Many volunteer travellers carry a naively romantic idea of ‘doing good’ and remain unaware that their activities may support environments that are abusive to children and contain terrible potential consequences. I however acknowledged that volunteers overall go with good intentions. Instead of placing the blame on volunteers, the aim of my research was to underline the complexity of the volunteer tourism sector.

The study argues that volunteer tourism must be related to the capitalism system’s complex mechanisms. Most of my study tends to highlight the growing commodification of volunteer tourism. I argue that volunteer tourism projects are often organised not in terms of the needs of local populations, but according to the capitalist principal of supply and demand, satisfying the fantasies of voluntourists. Good intentions are slowly submerged and eclipsed to become merely more of what the tourist desires in conjunction with an organization's desire for profit.

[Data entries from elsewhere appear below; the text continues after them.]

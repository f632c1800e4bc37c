//! Accounts and boss-key administration.

use vouch_core::{Code, Outcome};
use vouch_registry::{KeyBatch, SeedType};
use vouch_store::{Collection, DocStore, require_fresh};

use crate::docs::{AccountDoc, BossDoc, from_doc, to_doc};
use crate::{Exchange, store_outcome};

/// Parameters for swapping a boss coupon for access keys.
#[derive(Debug, Clone)]
pub struct KeySwapRequest {
    /// The registered boss coupon.
    pub boss: String,
    /// Which capability kind to mint.
    pub kind: SeedType,
    /// How many keys; zero still mints one.
    pub count: usize,
    /// Key lifetime in calendar days. Mutually exclusive with `seconds`.
    pub days: Option<u32>,
    /// Key lifetime in seconds. Mutually exclusive with `days`.
    pub seconds: Option<i64>,
    /// Lock text folded into the new keys' secrets.
    pub lock: String,
    /// Unlock text for the boss coupon itself.
    pub unlock: String,
}

impl<S: DocStore + 'static> Exchange<S> {
    /// Confirm an account exists, is fresh, and is active.
    ///
    /// Everything short of a collaborator failure reads as the same
    /// `Unauthorized`: a missing, lapsed, or switched-off account gets no
    /// further detail.
    #[must_use]
    pub fn check_account(&self, account_id: &str) -> Outcome<()> {
        let now = self.now_millis();
        let got = store_outcome(self.store().get(Collection::Accounts, account_id));
        if !got.is_ok() {
            return got.recast();
        }
        let fresh = require_fresh(
            Collection::Accounts,
            account_id,
            got.into_value().flatten(),
            now,
        );
        if !fresh.is_ok() {
            return Outcome::fail(Code::Unauthorized, "account not active");
        }
        let doc = fresh.and_then(from_doc::<AccountDoc>);
        let active = doc.value().is_some_and(|d| d.active);
        doc.map(|_| ())
            .ensure(active, Code::Unauthorized, "account not active")
    }

    /// Register or update an account record.
    #[must_use]
    pub fn put_account(&self, account_id: &str, plan_id: &str, active: bool) -> Outcome<()> {
        if self.registry().plan(plan_id).is_none() {
            return Outcome::fail(Code::BadRequest, format!("unknown plan {plan_id}"));
        }
        let doc = to_doc(&AccountDoc {
            plan_id: plan_id.to_owned(),
            active,
            modified: self.now_millis(),
            expires: 0,
        });
        let Some(value) = doc.value().cloned() else {
            return doc.recast();
        };
        store_outcome(self.store().set(Collection::Accounts, account_id, value))
            .finish(Code::Created)
    }

    /// Remove an account record.
    #[must_use]
    pub fn remove_account(&self, account_id: &str) -> Outcome<()> {
        store_outcome(self.store().delete(Collection::Accounts, account_id))
            .finish(Code::NoContent)
    }

    /// Register a boss coupon so it can later be swapped for access keys.
    #[must_use]
    pub fn register_boss(&self, coupon: &str, unlock: &str) -> Outcome<()> {
        let pack = self.key_of(coupon, SeedType::Boss, "register boss keys", unlock);
        let Some(pack) = pack.value().filter(|_| pack.is_ok()).cloned() else {
            return pack.recast();
        };
        let out: Outcome<()> = Outcome::good(()).ensure(
            pack.has_account(),
            Code::Internal,
            "account id is missing",
        );
        if !out.is_ok() {
            return out;
        }
        let account = self.check_account(&pack.account_id);
        if !account.is_ok() {
            return account.recast();
        }

        let doc = to_doc(&BossDoc {
            account_id: pack.account_id,
            modified: self.now_millis(),
            expires: pack.valid_till,
        });
        let Some(value) = doc.value().cloned() else {
            return doc.recast();
        };
        store_outcome(self.store().set(Collection::Bosses, &pack.key, value))
            .finish(Code::Created)
    }

    /// Swap a registered boss coupon for a batch of access keys.
    #[must_use]
    pub fn generate_keys(&self, req: &KeySwapRequest) -> Outcome<KeyBatch> {
        let pack = self.registry().key_pack(&req.boss, &req.unlock);
        let Some(pack) = pack.value().filter(|_| pack.is_ok()).cloned() else {
            return pack.recast();
        };

        let batch = self.registry().mint_keys(
            &pack,
            req.kind,
            req.count,
            req.days,
            req.seconds,
            &req.lock,
        );
        if !batch.is_ok() {
            return batch;
        }

        // the coupon must actually be registered, not merely well-signed
        let now = self.now_millis();
        let got = store_outcome(self.store().get(Collection::Bosses, &pack.key));
        if !got.is_ok() {
            return got.recast();
        }
        let registered = require_fresh(
            Collection::Bosses,
            &pack.key,
            got.into_value().flatten(),
            now,
        );
        if !registered.is_ok() {
            return registered.recast();
        }
        let account = self.check_account(&pack.account_id);
        if !account.is_ok() {
            return account.recast();
        }
        batch
    }
}

#[cfg(test)]
mod tests {
    use super::*;
    use crate::testkit::{activate, exchange, mint};

    #[test]
    fn accounts_gate_on_presence_freshness_and_activity() {
        let (ex, _) = exchange();
        assert_eq!(ex.check_account("1f").code(), Code::Unauthorized);

        activate(&ex, "1f");
        assert!(ex.check_account("1f").is_ok());

        assert!(ex.put_account("1f", "a", false).is_ok());
        assert_eq!(ex.check_account("1f").code(), Code::Unauthorized);

        assert_eq!(ex.remove_account("1f").code(), Code::NoContent);
        assert_eq!(ex.check_account("1f").code(), Code::Unauthorized);
    }

    #[test]
    fn put_account_rejects_unknown_plans() {
        let (ex, _) = exchange();
        assert_eq!(ex.put_account("1f", "zz", true).code(), Code::BadRequest);
    }

    #[test]
    fn boss_registration_requires_an_active_account() {
        let (ex, _) = exchange();
        let boss = mint(&ex, SeedType::Boss, "1f");
        assert_eq!(ex.register_boss(&boss, "").code(), Code::Unauthorized);

        activate(&ex, "1f");
        assert_eq!(ex.register_boss(&boss, "").code(), Code::Created);
    }

    #[test]
    fn key_swap_needs_a_registered_boss() {
        let (ex, _) = exchange();
        activate(&ex, "1f");
        let boss = mint(&ex, SeedType::Boss, "1f");

        let req = KeySwapRequest {
            boss: boss.clone(),
            kind: SeedType::Reader,
            count: 2,
            days: None,
            seconds: Some(600),
            lock: String::new(),
            unlock: String::new(),
        };
        // well-signed but never registered
        assert_eq!(ex.generate_keys(&req).code(), Code::NotFound);

        assert!(ex.register_boss(&boss, "").is_ok());
        let batch = ex.generate_keys(&req).into_value().expect("batch");
        assert_eq!(batch.keys.len(), 2);
        for key in &batch.keys {
            let pack = ex.validate(key, "").into_value().expect("pack");
            assert_eq!(pack.kind, SeedType::Reader);
            assert_eq!(pack.account_id, "1f");
        }
    }

    #[test]
    fn non_boss_coupons_cannot_register() {
        let (ex, _) = exchange();
        activate(&ex, "1f");
        let writer = mint(&ex, SeedType::Writer, "1f");
        assert_eq!(ex.register_boss(&writer, "").code(), Code::Unauthorized);
    }
}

Because volunteering has become a rite of passage for many young people, there is an entire sector that works to capitalize on their ideas of giving back. Volunteer tourism programs on websites such as Projects Abroad have price ranges starting from £1195 for a two week program. The price of each program does however not include the flight prices or visas, and local associations or host communities most often receive from £20 to £150 from the commercial organizations that set up the programs. Volunteer tourism seems to have become a full-fledged economic sector.

One of my focuses was to compare the way volunteering abroad was promoted on commercial volunteer tourism websites and major INGOs (international non-governmental organization) websites. Most commercial websites I studied do not require specific qualifications to send volunteers abroad and are often available for individuals from sixteen years old. I also studied major organizations’ websites such as: The British Red Cross, Oxfam, Médecins Sans Frontières, Unicef, and Action Against Hunger. My observation revealed that none of these INGOs proposed short term volunteer tourism programs for unskilled individuals. It thus seems that for many commercial organization, the main attraction is not necessarily the help that volunteer tourists can offer but rather how much money they are willing to spend. 

The overall implications of the ‘voluntourism’ experience were therefore far more complex than they first appeared. My focus groups suggested that most people were not aware that volunteer tourism could have negative implications for the communities it claims to help. The study argues that carrying out effective programs and achieving the development and the autonomy of local communities requires a broad public awareness of the potential negative implications of volunteer tourism. I also hope that engaging in broader discussions on the commodification of volunteer activities may help to establish long term and sustainable solutions to geographically specific and often complex issues. A deeper understanding of the issues related to humanitarian projects may help to challenge the current Sisyphus dilemma in which many third world populations seem currently trapped.

Writing my dissertation overall felt like climbing up a mountain in the dark. I had no way of knowing where I was going, if I would ever reach the top or miserably fall. Something that I at first perceived as an exciting challenge quickly became scary. The study was a continuous learning process for me, as I had to rapidly adapt to various unexpected issues. I learned through my research project the importance of neutrality and the importance of allowing myself to include arguments I did not initially plan to discover during the study. Yet despite being conscious of my inexperience, I have acquired through this study new knowledge and skills, which will be extremely useful if I conduct further empirical research.  My fear of failure was finally drowned in the satisfaction of achieving my own research.